Interferometric laser imaging for in-flight cloud droplet sizing

Kurzfassung

A non-intrusive particle sizing method with a high spatial distribution is utilized for the estimation of cloud droplet spectra during flight test campaigns. The Interferometric Laser Imaging for Droplet Sizing (ILIDS) method derives particle diameters of transparent spheres by evaluating the out-of-focus image patterns. This sizing approach requires a polarized monochromatic light source, a camera including objective lens with a slit aperture, a synchronization unit and a processing tool for data evaluation. These components are adapted to a flight test environment to enable the microphysical investigation of different cloud genera. The herewith presented work addresses the ILIDS system design and specifications, the flight test preparation and selected results obtained in the lower and middle troposphere. The research platform was a commuter aircraft of type Dornier Do228-101 of DLR Flight Operation Center in Braunschweig.
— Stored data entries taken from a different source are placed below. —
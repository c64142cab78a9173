//! Rhai Script Engine Implementation
//!
//! Compiles scripts into [`DeferredFn`]s and converts values between the
//! crate's [`Value`] and Rhai's `Dynamic`.

use crate::deferred::{DeferredFn, FunctionRegistry, ProcessFn};
use crate::error::{PipelineError, Result};
use crate::scripting::{CompiledScript, ScriptCache, SharedScriptCache};
use crate::types::{Kwargs, Value};
use anyhow::{anyhow, bail};
use rhai::{Array, Dynamic, Engine, Map, Scope};
use std::collections::BTreeMap;
use std::sync::{Arc, RwLock};

/// Script engine producing deferred processing functions
#[derive(Clone)]
pub struct ScriptEngine {
    /// The Rhai engine instance
    engine: Arc<Engine>,
    /// Cache of compiled scripts
    cache: SharedScriptCache,
}

impl ScriptEngine {
    /// Create a new script engine with default configuration
    pub fn new() -> Self {
        Self::with_cache(Arc::new(RwLock::new(ScriptCache::new())))
    }

    /// Create a new script engine with a shared cache
    pub fn with_cache(cache: SharedScriptCache) -> Self {
        let mut engine = Engine::new();
        Self::configure_engine(&mut engine);
        Self {
            engine: Arc::new(engine),
            cache,
        }
    }

    /// Configure the Rhai engine with helper functions and safety limits
    fn configure_engine(engine: &mut Engine) {
        // Set safety limits
        engine.set_max_expr_depths(64, 64);
        engine.set_max_call_levels(32);
        engine.set_max_operations(1_000_000);
        engine.set_max_string_size(10_000);
        engine.set_max_array_size(1_000_000);
        engine.set_max_map_size(1_000);

        // ===== Array Statistics =====

        engine.register_fn("sum", |arr: Array| -> f64 { numbers(&arr).sum() });
        engine.register_fn("mean", |arr: Array| -> f64 {
            if arr.is_empty() {
                f64::NAN
            } else {
                numbers(&arr).sum::<f64>() / arr.len() as f64
            }
        });
        engine.register_fn("min_of", |arr: Array| -> f64 {
            numbers(&arr).fold(f64::INFINITY, f64::min)
        });
        engine.register_fn("max_of", |arr: Array| -> f64 {
            numbers(&arr).fold(f64::NEG_INFINITY, f64::max)
        });

        // ===== Mathematical Functions =====

        engine.register_fn("abs", |x: f64| x.abs());
        engine.register_fn("sqrt", |x: f64| x.sqrt());
        engine.register_fn("pow", |x: f64, y: f64| x.powf(y));
        engine.register_fn("exp", |x: f64| x.exp());
        engine.register_fn("ln", |x: f64| x.ln());
        engine.register_fn("floor", |x: f64| x.floor());
        engine.register_fn("ceil", |x: f64| x.ceil());
        engine.register_fn("round", |x: f64| x.round());
        engine.register_fn("clamp", |x: f64, min: f64, max: f64| x.clamp(min, max));
        engine.register_fn("lerp", |a: f64, b: f64, t: f64| a + (b - a) * t);
        engine.register_fn(
            "map_range",
            |x: f64, in_min: f64, in_max: f64, out_min: f64, out_max: f64| {
                (x - in_min) * (out_max - out_min) / (in_max - in_min) + out_min
            },
        );
    }

    /// Compile a script and cache it
    pub fn compile(&self, name: &str, source: &str) -> Result<CompiledScript> {
        let mut cache = self.cache.write().map_err(|e| {
            PipelineError::Construction(format!("Failed to acquire cache lock: {}", e))
        })?;
        cache.get_or_compile(&self.engine, name, source)
    }

    /// Validate a script without executing it
    pub fn validate(&self, source: &str) -> Result<()> {
        self.engine
            .compile(source)
            .map(|_| ())
            .map_err(PipelineError::from_rhai_parse)
    }

    /// Compile `source` into a deferred function called `name`.
    pub fn function(&self, name: &str, source: &str) -> Result<DeferredFn> {
        let script = self.compile(name, source)?;
        let function = ScriptFunction {
            engine: Arc::clone(&self.engine),
            script,
        };
        Ok(DeferredFn::from_arc(name, Arc::new(function)))
    }

    /// Compile `source` and register it in `registry` under `name`.
    pub fn register(&self, registry: &mut FunctionRegistry, name: &str, source: &str) -> Result<DeferredFn> {
        let function = self.function(name, source)?;
        registry.insert(function.clone())?;
        Ok(function)
    }

    /// Compile and run a script once on concrete values.
    ///
    /// One-off scripts are not cached.
    pub fn eval(&self, source: &str, args: &[Value], kwargs: &Kwargs) -> anyhow::Result<Value> {
        let ast = self
            .engine
            .compile(source)
            .map_err(PipelineError::from_rhai_parse)?;
        let script = CompiledScript {
            ast,
            source: source.to_string(),
            name: "temp".to_string(),
        };
        run_script(&self.engine, &script, args, kwargs)
    }

    /// Get a reference to the underlying Rhai engine
    pub fn engine(&self) -> &Engine {
        &self.engine
    }

    /// Get a reference to the shared cache
    pub fn cache(&self) -> &SharedScriptCache {
        &self.cache
    }
}

impl Default for ScriptEngine {
    fn default() -> Self {
        Self::new()
    }
}

impl std::fmt::Debug for ScriptEngine {
    fn fmt(&self, f: &mut std::fmt::Formatter<'_>) -> std::fmt::Result {
        f.debug_struct("ScriptEngine")
            .field("cache_size", &self.cache.read().map(|c| c.len()).ok())
            .finish()
    }
}

/// A compiled script bound to the engine that runs it
pub struct ScriptFunction {
    engine: Arc<Engine>,
    script: CompiledScript,
}

impl ScriptFunction {
    pub fn script(&self) -> &CompiledScript {
        &self.script
    }
}

impl ProcessFn for ScriptFunction {
    fn call(&self, args: &[Value], kwargs: &Kwargs) -> anyhow::Result<Value> {
        run_script(&self.engine, &self.script, args, kwargs)
    }
}

fn run_script(
    engine: &Engine,
    script: &CompiledScript,
    args: &[Value],
    kwargs: &Kwargs,
) -> anyhow::Result<Value> {
    let mut scope = Scope::new();
    let converted: Array = args.iter().map(to_dynamic).collect();
    for (i, value) in converted.iter().enumerate() {
        scope.push_dynamic(format!("x{i}"), value.clone());
    }
    scope.push("args", converted);
    for (name, value) in kwargs {
        scope.push_dynamic(name.clone(), to_dynamic(value));
    }

    let result = engine
        .eval_ast_with_scope::<Dynamic>(&mut scope, &script.ast)
        .map_err(|e| anyhow!("script `{}` failed: {}", script.name, e))?;
    from_dynamic(result)
}

fn numbers(arr: &Array) -> impl Iterator<Item = f64> + '_ {
    arr.iter().filter_map(|v| {
        v.as_float()
            .ok()
            .or_else(|| v.as_int().ok().map(|i| i as f64))
    })
}

/// Convert a value into a Rhai `Dynamic`
pub fn to_dynamic(value: &Value) -> Dynamic {
    match value {
        Value::Empty => Dynamic::UNIT,
        Value::Bool(b) => Dynamic::from(*b),
        Value::Int(i) => Dynamic::from(*i),
        Value::Float(f) => Dynamic::from(*f),
        Value::Str(s) => Dynamic::from(s.clone()),
        Value::List(items) => Dynamic::from_array(items.iter().map(to_dynamic).collect()),
        Value::Map(map) => {
            let converted: Map = map
                .iter()
                .map(|(k, v)| (k.as_str().into(), to_dynamic(v)))
                .collect();
            Dynamic::from_map(converted)
        }
        Value::Tensor(t) => {
            Dynamic::from_array(t.data().iter().map(|&v| Dynamic::from(v)).collect())
        }
    }
}

/// Convert a Rhai result back into a value
pub fn from_dynamic(value: Dynamic) -> anyhow::Result<Value> {
    if value.is_unit() {
        return Ok(Value::Empty);
    }
    if let Ok(b) = value.as_bool() {
        return Ok(Value::Bool(b));
    }
    if let Ok(i) = value.as_int() {
        return Ok(Value::Int(i));
    }
    if let Ok(f) = value.as_float() {
        return Ok(Value::Float(f));
    }
    if value.is_string() {
        return value
            .into_string()
            .map(Value::Str)
            .map_err(|t| anyhow!("cannot read string result of type {t}"));
    }
    if value.is_array() {
        let items = value
            .into_array()
            .map_err(|t| anyhow!("cannot read array result of type {t}"))?;
        return items
            .into_iter()
            .map(from_dynamic)
            .collect::<anyhow::Result<Vec<_>>>()
            .map(Value::List);
    }
    if value.is_map() {
        let type_name = value.type_name();
        let Some(map) = value.try_cast::<Map>() else {
            bail!("cannot read map result of type {type_name}");
        };
        let mut out = BTreeMap::new();
        for (k, v) in map {
            out.insert(k.to_string(), from_dynamic(v)?);
        }
        return Ok(Value::Map(out));
    }
    bail!("script returned unsupported type {}", value.type_name())
}
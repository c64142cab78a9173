//! Identity types for the pipeline system.
//!
//! Node handles are newtypes over `u32` that serve as direct indices into
//! the graph arena, providing O(1) lookup. Every graph also carries a
//! process-unique [`GraphId`] so pipelines can refuse a foreign graph.

use serde::{Deserialize, Serialize};
use std::fmt;
use std::sync::atomic::{AtomicU64, Ordering};

/// Index into `Graph::nodes`.
#[derive(Clone, Copy, PartialEq, Eq, Hash, PartialOrd, Ord, Serialize, Deserialize)]
pub struct NodeId(pub u32);

impl NodeId {
    pub const INVALID: NodeId = NodeId(u32::MAX);

    #[inline]
    pub fn is_valid(self) -> bool {
        self != Self::INVALID
    }

    #[inline]
    pub fn index(self) -> usize {
        self.0 as usize
    }
}

impl fmt::Debug for NodeId {
    fn fmt(&self, f: &mut fmt::Formatter<'_>) -> fmt::Result {
        if *self == Self::INVALID {
            write!(f, "NodeId(INVALID)")
        } else {
            write!(f, "NodeId({})", self.0)
        }
    }
}

impl fmt::Display for NodeId {
    fn fmt(&self, f: &mut fmt::Formatter<'_>) -> fmt::Result {
        fmt::Debug::fmt(self, f)
    }
}

static NEXT_GRAPH_ID: AtomicU64 = AtomicU64::new(1);

/// Identity of a graph arena.
#[derive(Clone, Copy, PartialEq, Eq, Hash, Debug, Serialize, Deserialize)]
pub struct GraphId(u64);

impl GraphId {
    pub(crate) fn next() -> Self {
        GraphId(NEXT_GRAPH_ID.fetch_add(1, Ordering::Relaxed))
    }
}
It was equipped with the required instrumentation including a high energy laser as light source. A comprehensive data set of around 71.800 ILIDS images was acquired over the course 5 flights. The data evaluation of the characteristic ILIDS fringe patterns relies among others on a relationship between the fringe spacing and the diameter of the particle. The simplest way to extract this information from a pattern is by fringe counting, which is not viable for such an extensive amount of data. A brief contrasting comparison of evaluating methods based on frequency analysis by means of Fast Fourier Transform (FFT) and on correlation methods such as Minimum Quadratic Difference (MQD) is used to encompass the limits and accuracy of the ILIDS method for such applications.